À l'issue de l'échange, le président du Département indique avoir « adressé un courrier au Premier ministre et à la ministre des Outre-mer afin d'exprimer ses vives préoccupations quant aux conséquences que la nouvelle convention nationale du transport sanitaire par taxi pourrait avoir sur les usagers à La Réunion, dès son entrée en vigueur le 1ᵉʳ novembre. »

« Un million de trajets au bénéficie de 85.000 personnes  »

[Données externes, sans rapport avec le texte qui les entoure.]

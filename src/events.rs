//! In-process notifications about progress changes.
//!
//! Handlers publish after a successful write; any number of listeners can
//! subscribe. Nothing is persisted and slow listeners may miss events.

use serde::Serialize;
use tokio::sync::broadcast::{self, error::RecvError};

const CHANNEL_CAPACITY: usize = 256;

#[derive(Debug, Clone, PartialEq, Eq, Serialize)]
#[serde(tag = "type", rename_all = "snake_case")]
pub enum ProgressEvent {
    VideoCompleted {
        user_id: String,
        training_id: String,
    },
    WorksheetSubmitted {
        user_id: String,
        training_id: String,
        bold_action_id: String,
    },
    BoldActionCompleted {
        user_id: String,
        bold_action_id: String,
    },
    StandupScheduled {
        standup_id: String,
        supervisor_id: String,
        team_member_id: String,
    },
    StandupCompleted {
        standup_id: String,
        supervisor_id: String,
        team_member_id: String,
    },
}

#[derive(Clone)]
pub struct EventBus {
    sender: broadcast::Sender<ProgressEvent>,
}

impl Default for EventBus {
    fn default() -> Self {
        Self::new(CHANNEL_CAPACITY)
    }
}

impl EventBus {
    pub fn new(capacity: usize) -> Self {
        let (sender, _) = broadcast::channel(capacity);
        EventBus { sender }
    }

    /// Returns how many listeners received the event.
    pub fn publish(&self, event: ProgressEvent) -> usize {
        self.sender.send(event).unwrap_or(0)
    }

    pub fn subscribe(&self) -> broadcast::Receiver<ProgressEvent> {
        self.sender.subscribe()
    }
}

/// Logs every event until the bus is dropped.
pub async fn log_events(mut receiver: broadcast::Receiver<ProgressEvent>) {
    loop {
        match receiver.recv().await {
            Ok(event) => tracing::info!(?event, "progress event"),
            Err(RecvError::Lagged(skipped)) => {
                tracing::warn!(skipped, "event listener lagged behind")
            }
            Err(RecvError::Closed) => break,
        }
    }
}

#[cfg(test)]
mod tests {
    use super::*;

    fn completed(id: &str) -> ProgressEvent {
        ProgressEvent::BoldActionCompleted {
            user_id: "u1".to_string(),
            bold_action_id: id.to_string(),
        }
    }

    #[actix_web::test]
    async fn delivers_to_every_subscriber() {
        let bus = EventBus::default();
        let mut first = bus.subscribe();
        let mut second = bus.subscribe();

        assert_eq!(bus.publish(completed("b1")), 2);
        assert_eq!(first.recv().await.unwrap(), completed("b1"));
        assert_eq!(second.recv().await.unwrap(), completed("b1"));
    }

    #[test]
    fn publishing_without_listeners_is_not_an_error() {
        let bus = EventBus::default();
        assert_eq!(bus.publish(completed("b1")), 0);
    }

    #[actix_web::test]
    async fn logger_stops_when_the_bus_is_dropped() {
        let bus = EventBus::new(4);
        let receiver = bus.subscribe();
        bus.publish(completed("b1"));
        drop(bus);
        log_events(receiver).await;
    }

    #[test]
    fn serializes_with_a_type_tag() {
        let json = serde_json::to_value(completed("b1")).unwrap();
        assert_eq!(json["type"], "bold_action_completed");
        assert_eq!(json["bold_action_id"], "b1");
    }
}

La nouvelle grille tarifaire a été dénoncée par les syndicats comme très défavorable, avec une baisse de 62 centimes au kilomètre pour le transport sanitaire, qui représente la principale activité des 517 taxis conventionnés « assurant plus d'un million de trajets au bénéfice d'environ 85 000 personnes – patients âgés, en situation de handicap ou atteints de pathologies chroniques. »

Cyrille Melchior fait valoir dans son courrier à Sébastien Lecornu et Naïma Moutchou que « la mise en œuvre de la convention fragiliserait le modèle économique et social du transport sanitaire, menaçant par ricochet la continuité des soins pour les patients les plus vulnérables. Il rappelle que les discussions menées entre l'intersyndicale des taxis de La Réunion et l'UNCAM n'ont pas permis de trouver de solution adaptée aux réalités locales : contraintes géographiques, dispersion de la population, coûts d'exploitation spécifiques à l'insularité. »

Enfin, le président du Département reprend la revendication des syndicalistes demandant à ce que La Réunion soit classée dans la catégorie des grandes agglomérations afin que les taxis puissent bénéficier du forfait additionnel de 15 euros, au lieu des 3 euros accordés à partir du 1er novembre.